Ah well. The day came and went and history will record that Dublin won again, this time by just one point in the last seconds of a very tense exciting match, breaking all the local hearts again. Maybe next year, lads. Liz (a Dub, obviously) just sent me a very restrained, jokey text saying "Tanks Be". A few days on I see most of the flags are down now, though that Dub with all the flags at the far end of Lough Glynn village still has his out in celebration. The trophy they are all chasing is called the Sam Maguire Cup, or "Sam" for short. I am always amused by the Dub's adopted slogan, "Dubs for Sam, Mayo for sandwiches!" But enough of the All Ireland. Enough, I say!

Bullace plums and sloes
So, what have we been up to when not glued to the telly watching sport (Yeah, right!). One nice task was to tour the local hedgerows picking nature's bounty - black berries, sloes and just down the lane from here a couple of trees of the small wild blue-black plums we are fairly sure are known as 'bullace'. They are ripe, soft and sweet like greengages. They are not, as someone suggested, 'damsons'. We KNOW damsons and we have a tree in or orchard and these are not they.

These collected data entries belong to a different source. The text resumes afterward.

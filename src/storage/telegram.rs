//! Telegram storage backend: posts matched pasties to one or more chats.
//!
//! Grounded on `original_source/pystemon/storage/telegramstorage.py`: only
//! matched pasties are sent, one POST per configured chat id, and a failure
//! sending to one chat is logged and does not stop the others or raise.

use async_trait::async_trait;
use tracing::warn;

use crate::pastie::Pastie;
use crate::storage::{Storage, StorageError};

/// Sends matched pasties as chat messages via the Telegram Bot API.
pub struct TelegramStorage {
    name: String,
    client: reqwest::Client,
    token: String,
    chat_ids: Vec<String>,
}

impl TelegramStorage {
    #[must_use]
    pub fn new(name: impl Into<String>, token: impl Into<String>, chat_ids: Vec<String>) -> Self {
        Self {
            name: name.into(),
            client: reqwest::Client::new(),
            token: token.into(),
            chat_ids,
        }
    }

    fn message_for(pastie: &Pastie) -> String {
        let content = pastie
            .content
            .as_deref()
            .map(String::from_utf8_lossy)
            .unwrap_or_default();
        format!(
            "I found a hit for a regular expression on one of the pastebin sites.\n\n\
             The site where the paste came from :        {site}\n\
             The original paste was located here:        {url}\n\
             And the regular expressions that matched:   {matches}\n\n\
             Below (after newline) is the content of the pastie:\n\n{content}",
            site = pastie.site_name,
            url = pastie.public_url,
            matches = pastie
                .matches
                .iter()
                .map(|m| m.regex.as_str())
                .collect::<Vec<_>>()
                .join(", "),
        )
    }
}

#[async_trait]
impl Storage for TelegramStorage {
    fn name(&self) -> &str {
        &self.name
    }

    async fn save_pastie(&self, pastie: &Pastie) -> Result<(), StorageError> {
        if !pastie.matched() {
            return Ok(());
        }
        let url = format!("https://api.telegram.org/bot{}/sendMessage", self.token);
        let text = Self::message_for(pastie);
        for chat_id in &self.chat_ids {
            let result = self
                .client
                .post(&url)
                .form(&[("chat_id", chat_id.as_str()), ("text", text.as_str())])
                .send()
                .await;
            if let Err(error) = result {
                warn!(%error, chat_id, "failed to alert through telegram");
            }
        }
        Ok(())
    }

    async fn seen_pastie(&self, _site: &str, _pastie_id: &str) -> Result<bool, StorageError> {
        Ok(false)
    }
}

#[cfg(test)]
mod tests {
    use super::*;

    #[test]
    fn test_message_includes_site_and_matches() {
        let mut p = Pastie::new(
            "pastebin",
            "abc",
            "https://example.com/raw/{id}",
            "https://example.com/{id}",
            None,
            "abc",
        );
        p.content = Some(b"secret stuff".to_vec());
        p.matches = vec![crate::pastie::MatchSummary {
            text: "Leak".to_string(),
            regex: "secret".to_string(),
            recipients: Vec::new(),
        }];
        let message = TelegramStorage::message_for(&p);
        assert!(message.contains("pastebin"));
        assert!(message.contains("secret"));
        assert!(message.contains("secret stuff"));
    }
}
//! Pystemon Core Library
//!
//! A concurrent paste-site crawler: per-site pollers discover new paste ids,
//! fixed-size worker pools fetch and regex-match their content, and matches
//! are fanned out to storage backends and notifiers.
//!
//! # Architecture
//!
//! - [`config`] - YAML configuration loading and merging
//! - [`proxy`] - Rotating HTTP proxy list with file-watch reload
//! - [`throttler`] - Per-site minimum-interval request throttling
//! - [`useragent`] - HTTP fetch with retry/backoff and user-agent rotation
//! - [`pattern`] - Compiled search/exclude regex pairs
//! - [`pastie`] - A single fetched paste and its match state
//! - [`site`] - A pastie site's archive poller and seen-id ring
//! - [`fetcher`] - Fixed-size worker pool draining one site's fetch queue
//! - [`storage`] - Save/seen backends (file, sqlite, mongo, redis, telegram)
//! - [`notify`] - Email alerting on matches
//! - [`supervisor`] - Process lifecycle: load, run, reload, stop

#![deny(clippy::unwrap_used)]
#![deny(clippy::expect_used)]
#![warn(clippy::pedantic)]
#![allow(clippy::module_name_repetitions)]

pub mod config;
pub mod fetcher;
pub mod notify;
pub mod pastie;
pub mod pattern;
pub mod proxy;
pub mod site;
pub mod storage;
pub mod supervisor;
pub mod throttler;
pub mod useragent;

pub use config::{Config, ConfigError, load_config};
pub use fetcher::{FetchJob, spawn_workers};
pub use notify::{EmailNotifier, Notifier, NotifyError};
pub use pastie::Pastie;
pub use pattern::{Pattern, PatternError, PatternSet};
pub use proxy::{ProxyError, ProxyList};
pub use site::{PastieSite, SeenRing, SiteIdentity};
pub use storage::{SaveMode, Storage, StorageDispatcher, StorageError};
pub use supervisor::{Supervisor, SupervisorError};
pub use throttler::Throttler;
pub use useragent::{FetchError, UserAgent};
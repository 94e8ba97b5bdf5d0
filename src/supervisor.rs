//! Process lifecycle: load config, build the task graph, run until a
//! signal asks for a reload or a stop.
//!
//! Grounded on `original_source/pystemon.py`'s `main`/`load_config`: SIGTERM
//! stops everything, SIGHUP rebuilds the task graph from a freshly reloaded
//! config (reusing a site's in-memory state when `PastieSite.is_same_as`
//! says it's unchanged), SIGUSR1 dumps queue sizes, and stopping joins every
//! task with a timeout of `max(1s, max_throttling_ms / 1000)`. Signal
//! handling itself uses `tokio::signal::unix`, the idiomatic async
//! replacement for Python's `signal.signal` handlers.

use std::collections::HashMap;
use std::path::PathBuf;
use std::sync::Arc;
use std::sync::atomic::{AtomicBool, Ordering};
use std::time::Duration;

use thiserror::Error;
use tokio::signal::unix::{SignalKind, signal};
use tokio::sync::mpsc;
use tracing::{debug, error, info, warn};

use crate::config::{Config, ConfigError};
use crate::fetcher::{FetchJob, spawn_workers};
use crate::notify::{EmailNotifier, Notifier};
use crate::pattern::PatternSet;
use crate::proxy::ProxyList;
use crate::site::{PastieSite, SeenRing};
use crate::storage::file::FileStorage;
use crate::storage::mongo::{MongoSaveProfile, MongoStorage};
use crate::storage::redis_backend::RedisStorage;
use crate::storage::sqlite::Sqlite3Storage;
use crate::storage::telegram::TelegramStorage;
use crate::storage::{SaveMode, StorageDispatcher};
use crate::throttler::Throttler;
use crate::useragent::UserAgent;

#[derive(Debug, Error)]
pub enum SupervisorError {
    #[error("failed to load configuration: {0}")]
    Config(#[from] ConfigError),
    #[error("no site ended up enabled after loading configuration")]
    NoSitesEnabled,
    #[error("failed to install signal handler: {0}")]
    Signal(#[from] std::io::Error),
}

/// One site's running task set plus the state that survives a reload.
struct RunningSite {
    site: Arc<PastieSite>,
    sender: mpsc::Sender<FetchJob>,
    poller: tokio::task::JoinHandle<()>,
    workers: Vec<tokio::task::JoinHandle<()>>,
    seen: Arc<tokio::sync::Mutex<SeenRing>>,
}

/// Everything built from one configuration generation.
struct RunningConfig {
    sites: Vec<RunningSite>,
    proxy_watch: Option<tokio::task::JoinHandle<()>>,
    stop_flag: Arc<AtomicBool>,
    max_throttling_ms: u64,
}
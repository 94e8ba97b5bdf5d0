//! Compiled regex match rules with count/exclude/description/routing metadata.
//!
//! Grounded on `original_source/pystemon/pastiesearch.py`'s `PastieSearch`:
//! compile search + optional exclude regex, an optional minimum hit count,
//! an optional human description, an optional extra recipient list, and a
//! free-form `extra` map carried through to storage.

use std::collections::HashMap;

use regex::bytes::Regex;
use thiserror::Error;

use crate::config::PatternSpec;

/// Errors compiling a pattern's regexes.
#[derive(Debug, Error)]
pub enum PatternError {
    #[error("invalid search regex '{pattern}': {source}")]
    Search {
        pattern: String,
        #[source]
        source: regex::Error,
    },
    #[error("invalid exclude regex '{pattern}': {source}")]
    Exclude {
        pattern: String,
        #[source]
        source: regex::Error,
    },
}

/// One compiled match rule. Immutable after construction; a config reload
/// replaces the whole [`PatternSet`] atomically rather than mutating rules.
pub struct Pattern {
    search_text: String,
    search: Regex,
    exclude_text: Option<String>,
    exclude: Option<Regex>,
    /// Minimum hit count; `None` means "any" (the source's `-1` sentinel).
    count: Option<usize>,
    description: Option<String>,
    to: Vec<String>,
    extra: HashMap<String, serde_yaml::Value>,
}

impl Pattern {
    /// Compiles a pattern from its config spec.
    pub fn compile(spec: &PatternSpec) -> Result<Self, PatternError> {
        // No regex-flags key: case-insensitive by default (the original's
        // `engine.IGNORECASE` fallback). Explicit regex-flags: honor what it
        // asks for instead of overriding it.
        let case_insensitive = spec
            .regex_flags
            .as_deref()
            .map_or(true, |flags| flags.contains("CASE") || flags.contains("S"));
        let search = build_regex(&spec.search, case_insensitive).map_err(|source| {
            PatternError::Search {
                pattern: spec.search.clone(),
                source,
            }
        })?;
        let exclude = spec
            .exclude
            .as_ref()
            .map(|pattern| {
                build_regex(pattern, case_insensitive).map_err(|source| PatternError::Exclude {
                    pattern: pattern.clone(),
                    source,
                })
            })
            .transpose()?;

        Ok(Self {
            search_text: spec.search.clone(),
            search,
            exclude_text: spec.exclude.clone(),
            exclude,
            count: spec.count.map(|count| count.max(-1)).and_then(|count| {
                if count < 0 { None } else { Some(count as usize) }
            }),
            description: spec.description.clone(),
            to: spec.to.clone(),
            extra: spec.extra.clone(),
        })
    }

    /// `true` iff `search` has at least `max(1, count)` hits in `content`,
    /// and (no exclude, or exclude does not match anywhere).
    #[must_use]
    pub fn matches(&self, content: &[u8]) -> bool {
        let required = self.count.unwrap_or(1).max(1);
        let hits = self.search.find_iter(content).take(required).count();
        if hits < required {
            return false;
        }
        if let Some(exclude) = &self.exclude
            && exclude.is_match(content)
        {
            return false;
        }
        true
    }

    /// Human label: description if set, else the raw search pattern.
    #[must_use]
    pub fn to_text(&self) -> &str {
        self.description.as_deref().unwrap_or(&self.search_text)
    }

    /// The raw search regex text.
    #[must_use]
    pub fn to_regex(&self) -> &str {
        &self.search_text
    }

    /// Extra per-match notification recipients (comma-split at config load).
    #[must_use]
    pub fn recipients(&self) -> &[String] {
        &self.to
    }

    /// Dictionary form surfaced to storage backends.
    #[must_use]
    pub fn to_dict(&self) -> HashMap<String, serde_yaml::Value> {
        let mut dict = self.extra.clone();
        dict.insert(
            "search".to_string(),
            serde_yaml::Value::String(self.search_text.clone()),
        );
        if let Some(description) = &self.description {
            dict.insert(
                "description".to_string(),
                serde_yaml::Value::String(description.clone()),
            );
        }
        if let Some(exclude) = &self.exclude_text {
            dict.insert(
                "exclude".to_string(),
                serde_yaml::Value::String(exclude.clone()),
            );
        }
        if let Some(count) = self.count {
            dict.insert(
                "count".to_string(),
                serde_yaml::Value::Number(count.into()),
            );
        }
        dict
    }
}

fn build_regex(pattern: &str, case_insensitive: bool) -> Result<Regex, regex::Error> {
    if case_insensitive {
        regex::bytes::RegexBuilder::new(pattern)
            .case_insensitive(true)
            .build()
    } else {
        Regex::new(pattern)
    }
}

/// The immutable, compiled collection of match rules in effect for the
/// current configuration generation.
#[derive(Default)]
pub struct PatternSet {
    patterns: Vec<Pattern>,
}

impl PatternSet {
    /// Compiles every rule in `specs`, failing on the first invalid regex.
    pub fn compile(specs: &[PatternSpec]) -> Result<Self, PatternError> {
        let patterns = specs
            .iter()
            .map(Pattern::compile)
            .collect::<Result<Vec<_>, _>>()?;
        Ok(Self { patterns })
    }

    /// Returns every pattern that matches `content`, in rule order.
    #[must_use]
    pub fn matching<'a>(&'a self, content: &[u8]) -> Vec<&'a Pattern> {
        self.patterns
            .iter()
            .filter(|pattern| pattern.matches(content))
            .collect()
    }

    #[must_use]
    pub fn is_empty(&self) -> bool {
        self.patterns.is_empty()
    }

    #[must_use]
    pub fn len(&self) -> usize {
        self.patterns.len()
    }
}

She made a very dark sticky puddle! Bullace 'cheese'. 
The sloes have not yet had the necessary first frost but we have picked them anyway and they will get a night or two in our freezer before being converted into sloe gin. The bullace plums got a whole new treatment - being used for 'cheese' and also for 'leather'. I'd heard of the former but not the latter. 'Cheese' in this sense is a clear, very firm, super-concentrated jelly. It is intensely flavoured and you cut the set slab into small rectangles which then get sliced at the table to have with your cheese-board. Nom nometty nom!

Our James Grieves apples and blackberries from local hedges
The 'leather' is a fun confection mainly for the kids. You smear smaller amounts of the hot (cheese) jelly onto grease-proof paper as thin as (you guessed it) leather. When the smear is set you peel the paper off the back and cut the thin jelly into strips so that the kids (or adults of course) can eat them like liquorice shoe-laces. The blackberries and apples became a rather lovely tart. It's all very 'mellow fruitfulness' round here at the moment.

A very sleepy bumble bee on Sedum spectabile
I think that'll do us for this one. Good Luck now.
Mum looks a bit weary about the eyes. 4 kids under a week old.